Unlawful use of teargas
Rules under international customary law ban the use of certain weapons as an instrument to contain assemblies. Central Security Forces (riot police), backed by the Egyptian Army, fired teargas canisters and gas bombs directly at the densely populated sit-ins, causing severe cases of asphyxiation and injuries among women, children and elderly. Eyewitnesses reported that as a result of the excessive use of teargas, the stampede rushed forward, and some people were crushed to death. It appears that security forces firing tear gas at the stampeding protesters exacerbated the situation, as people could not see a safe passage and may have been the cause of some of the deaths.
While human rights organizations are overwhelmed with the magnitude of the Rabaa massacre, a new one followed just 3 days later. Hours after Egyptian army chief General Abdel Fattah El Sissi urged the Muslim Brotherhood to pursue dialogue instead of "terrorism," 52 prisoners were killed while being transported to a prison outside Cairo. The Egyptian Security Forces are prohibiting human rights organizations and journalists from investigating this new incident. Egyptian security forces are guilty of a pattern of excessive and unwarranted lethal force, which have led to an unlawful mass massacre, unprecedented in modern Egyptian history.
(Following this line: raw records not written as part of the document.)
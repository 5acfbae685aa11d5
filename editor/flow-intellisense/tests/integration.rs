//! Integration tests for flow-intellisense

use flow_intellisense::{
    CompletionKind, CursorContext, Engine, FlowData, Position, QuoteStyle, Range, Settings,
    TextDocument,
};
use std::fs;
use std::io::Write;
use std::process::{Command, Stdio};
use tempfile::TempDir;

const BINARY: &str = env!("CARGO_BIN_EXE_flow-intellisense");

/// Document from text containing a `|` cursor marker.
fn doc_at(marked: &str, language: &str) -> (TextDocument, Position) {
    let offset = marked.find('|').unwrap();
    let before = &marked[..offset];
    let line = before.matches('\n').count() as u32;
    let character = before.rsplit('\n').next().unwrap().chars().count() as u32;
    (
        TextDocument::new(marked.replacen('|', "", 1), language),
        Position::new(line, character),
    )
}

fn labels(engine: &Engine, marked: &str, language: &str) -> Vec<String> {
    let (doc, pos) = doc_at(marked, language);
    engine
        .complete(&doc, pos, None, &Settings::default())
        .items
        .into_iter()
        .map(|item| item.label)
        .collect()
}

// ============================================================================
// Completion
// ============================================================================

#[test]
fn test_tag_completion_in_vue_template() {
    let engine = Engine::new().unwrap();
    let text = "<template>\n  <f-div>\n    <|\n  </f-div>\n</template>\n<script>\nexport default {}\n</script>";
    let (doc, pos) = doc_at(text, "vue");

    let result = engine.complete(&doc, pos, Some("<"), &Settings::default());
    assert_eq!(result.items.len(), engine.data().len());
    assert!(result.items.iter().all(|item| item.kind == CompletionKind::Element));
}

#[test]
fn test_no_tag_completion_in_vue_script() {
    let engine = Engine::new().unwrap();
    let text = "<template>\n</template>\n<script>\nconst markup = `<|`\n</script>";
    assert!(labels(&engine, text, "vue").is_empty());
}

#[test]
fn test_tag_completion_for_mdx_and_typescript() {
    let engine = Engine::new().unwrap();
    assert!(!labels(&engine, "# Title\n\n<f-|", "mdx").is_empty());
    assert!(!labels(&engine, "const t = html`<|`", "typescript").is_empty());
}

#[test]
fn test_tag_snippet_respects_settings() {
    let data = FlowData::from_json(
        r#"{
            "f-form": {
                "title": "Form",
                "docLink": "https://example.com/form",
                "subtags": ["f-field"],
                "attributes": {"name": {"isRequired": true, "type": "string"}}
            },
            "f-field": {
                "title": "Field",
                "attributes": {"label": {"isRequired": true, "type": "string"}}
            }
        }"#,
    )
    .unwrap();
    let engine = Engine::with_data(data);
    let (doc, pos) = doc_at("<|", "html");
    let settings = Settings {
        indent_size: 4,
        quotes: QuoteStyle::Single,
    };

    let result = engine.complete(&doc, pos, None, &settings);
    let form = result.items.iter().find(|item| item.label == "f-form").unwrap();
    assert_eq!(
        form.insert_text,
        "f-form name='$1'>\n    <f-field label='$2'></f-field>\n</f-form>"
    );
    assert_eq!(form.documentation.as_deref(), Some("[Docs](https://example.com/form)"));
}

#[test]
fn test_attribute_completion_multiline_tag() {
    let engine = Engine::new().unwrap();
    let text = "<f-button\n  label=\"Save\"\n  |\n></f-button>";
    let names = labels(&engine, text, "vue");
    assert!(names.contains(&"size".to_string()));
    assert!(names.contains(&"click".to_string()));
}

#[test]
fn test_no_attribute_completion_in_content() {
    let engine = Engine::new().unwrap();
    let text = "<f-text variant=\"heading\">\n  Some title |\n</f-text>";
    assert!(labels(&engine, text, "html").is_empty());
}

#[test]
fn test_value_completion() {
    let engine = Engine::new().unwrap();
    let names = labels(&engine, "<f-div direction=\"|\"></f-div>", "html");
    assert_eq!(names, vec!["row", "column"]);
}

#[test]
fn test_multi_value_slots() {
    let engine = Engine::new().unwrap();

    let first = labels(&engine, "<f-div border=\"|\"></f-div>", "html");
    assert_eq!(first, vec!["small", "medium", "large"]);

    let second = labels(&engine, "<f-div border=\"small |\"></f-div>", "html");
    assert_eq!(second, vec!["solid", "dashed", "dotted"]);

    let third = labels(&engine, "<f-div border=\"small dashed |\"></f-div>", "html");
    assert_eq!(third, vec!["default", "secondary", "subtle"]);
}

#[test]
fn test_boolean_values() {
    let engine = Engine::new().unwrap();
    let names = labels(&engine, "<f-text ellipsis='|'></f-text>", "html");
    assert_eq!(names, vec!["true", "false"]);
}

#[test]
fn test_value_replacement_range() {
    let engine = Engine::new().unwrap();
    let (doc, pos) = doc_at("<f-icon size=\"sm|all\"></f-icon>", "html");
    let result = engine.complete(&doc, pos, Some("\""), &Settings::default());

    assert!(!result.items.is_empty());
    for item in &result.items {
        assert_eq!(item.replace_range, Some(Range::on_line(0, 14, 19)));
    }
}

// ============================================================================
// Context
// ============================================================================

#[test]
fn test_context_transitions_while_typing() {
    let engine = Engine::new().unwrap();
    let steps = [
        ("<|", "tag_start"),
        ("<f-bu|", "tag_start"),
        ("<f-button |", "attribute_name"),
        ("<f-button size=\"|\"", "attribute_value"),
        ("<f-button size=\"small\" |", "attribute_name"),
        ("<f-button size=\"small\">|", "unknown"),
    ];

    for (marked, expected) in steps {
        let (doc, pos) = doc_at(marked, "html");
        let ctx = engine.context(&doc, pos);
        let kind = serde_json::to_value(&ctx).unwrap()["kind"].clone();
        assert_eq!(kind, expected, "{}", marked);
    }

    let (doc, pos) = doc_at("<f-button size=\"|\"", "html");
    assert_eq!(
        engine.context(&doc, pos),
        CursorContext::AttributeValue {
            tag: "f-button".to_string(),
            attribute: "size".to_string()
        }
    );
}

// ============================================================================
// Hover
// ============================================================================

#[test]
fn test_hover_on_multiline_tag_attribute() {
    let engine = Engine::new().unwrap();
    let (doc, pos) = doc_at("<f-icon\n  sou|rce=\"i-plus\"\n/>", "vue");
    let info = engine.hover(&doc, pos).unwrap();

    assert!(info.content.starts_with("#### source (string) (required)"));
    assert_eq!(info.range, Some(Range::on_line(1, 2, 8)));
}

#[test]
fn test_hover_nothing_outside_markup() {
    let engine = Engine::new().unwrap();
    let (doc, pos) = doc_at("const a = |1;", "typescript");
    assert!(engine.hover(&doc, pos).is_none());
}

// ============================================================================
// Diagnostics
// ============================================================================

#[test]
fn test_validate_page() {
    let engine = Engine::new().unwrap();
    let text = r#"<template>
  <f-div direction="column">
    <f-button label="Save" @click="save"></f-button>
    <f-button label=""></f-button>
    <f-icon-button size="small"></f-icon-button>
    <f-icon source="i-plus" clickable></f-icon>
  </f-div>
</template>"#;
    let doc = TextDocument::new(text, "vue");
    let diagnostics = engine.validate(&doc);

    assert_eq!(diagnostics.len(), 2);
    assert_eq!(diagnostics[0].message, "label cannot be blank");
    assert_eq!(diagnostics[0].range, Range::on_line(3, 14, 22));
    assert_eq!(diagnostics[1].message, "icon is required");
    assert_eq!(diagnostics[1].range, Range::on_line(4, 4, 32));
}

#[test]
fn test_sibling_occurrences() {
    let data = FlowData::bundled().unwrap();
    let doc = TextDocument::new(
        "<f-button label=\"a\" size=\"small\"></f-button>\n<f-icon source=\"x\" state=\"primary\"></f-icon>",
        "html",
    );
    let found = flow_intellisense::extractor::extract_occurrences(&doc, &data);

    assert_eq!(found.len(), 2);
    assert!(!found[0].range.overlaps(&found[1].range));
    for occurrence in &found {
        assert_eq!(occurrence.attributes.len(), 2);
        for attr in &occurrence.attributes {
            assert!(occurrence.range.contains(&attr.range));
        }
    }
}

// ============================================================================
// CLI
// ============================================================================

#[test]
fn test_cli_validate_exit_code() {
    let temp = TempDir::new().unwrap();
    let good = temp.path().join("good.vue");
    let bad = temp.path().join("bad.vue");
    fs::write(&good, "<template><f-button label=\"Ok\"></f-button></template>").unwrap();
    fs::write(&bad, "<template><f-icon></f-icon></template>").unwrap();

    let output = Command::new(BINARY)
        .args(["validate", good.to_str().unwrap()])
        .output()
        .expect("Failed to run command");
    assert!(output.status.success());

    let output = Command::new(BINARY)
        .args(["validate", bad.to_str().unwrap()])
        .output()
        .expect("Failed to run command");
    assert_eq!(output.status.code(), Some(1));
    let stdout = String::from_utf8_lossy(&output.stdout);
    assert!(stdout.contains("source is required"));
}

#[test]
fn test_cli_complete_json_from_stdin() {
    let mut child = Command::new(BINARY)
        .args([
            "--format", "json", "--language", "html", "complete", "-", "--line", "1", "--column",
            "17",
        ])
        .stdin(Stdio::piped())
        .stdout(Stdio::piped())
        .spawn()
        .expect("Failed to run command");

    child
        .stdin
        .take()
        .unwrap()
        .write_all(b"<f-text weight=\"\"></f-text>")
        .unwrap();
    let output = child.wait_with_output().unwrap();
    assert!(output.status.success());

    let json: serde_json::Value = serde_json::from_slice(&output.stdout).unwrap();
    let items = json["items"].as_array().unwrap();
    let names: Vec<_> = items.iter().map(|item| item["label"].as_str().unwrap()).collect();
    assert_eq!(names, vec!["bold", "medium", "regular"]);
}

#[test]
fn test_cli_elements() {
    let output = Command::new(BINARY)
        .args(["elements"])
        .output()
        .expect("Failed to run command");
    assert!(output.status.success());

    let stdout = String::from_utf8_lossy(&output.stdout);
    assert!(stdout.contains("f-button"));
    assert!(stdout.contains("Layout"));
}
On 15 August, the Office of the United Nations High Commissioner for Human Rights Navi Pillay stated that "the number of people killed or injured, even according to the government's figures, point to an excessive, even extreme, use of force against demonstrators. There must be an independent, impartial, effective and credible investigation of the conduct of the security forces. Anyone found guilty of wrongdoing should be held to account" she said.
Since the deposal of President Morsy on July 3, at least 1500 people have been killed in Egypt as a result of the erupted violence. But who will investigate these violations of national and International laws? Interim Prime Minister Hazem el-Beblawi, on Egyptian TV, defended and justified the clearing as "necessary to restore the security of Egyptians" and praised the Ministry of Interior and police for showing "restraint to the maximum level". While Egyptians rose in January 25 to put a halt to all these violations, it is clear, one massacre after the other, that the new military-installed regime does not appear to be interested in safeguarding Egyptian human rights. The path to democracy has vanished under the bloody boots of the army.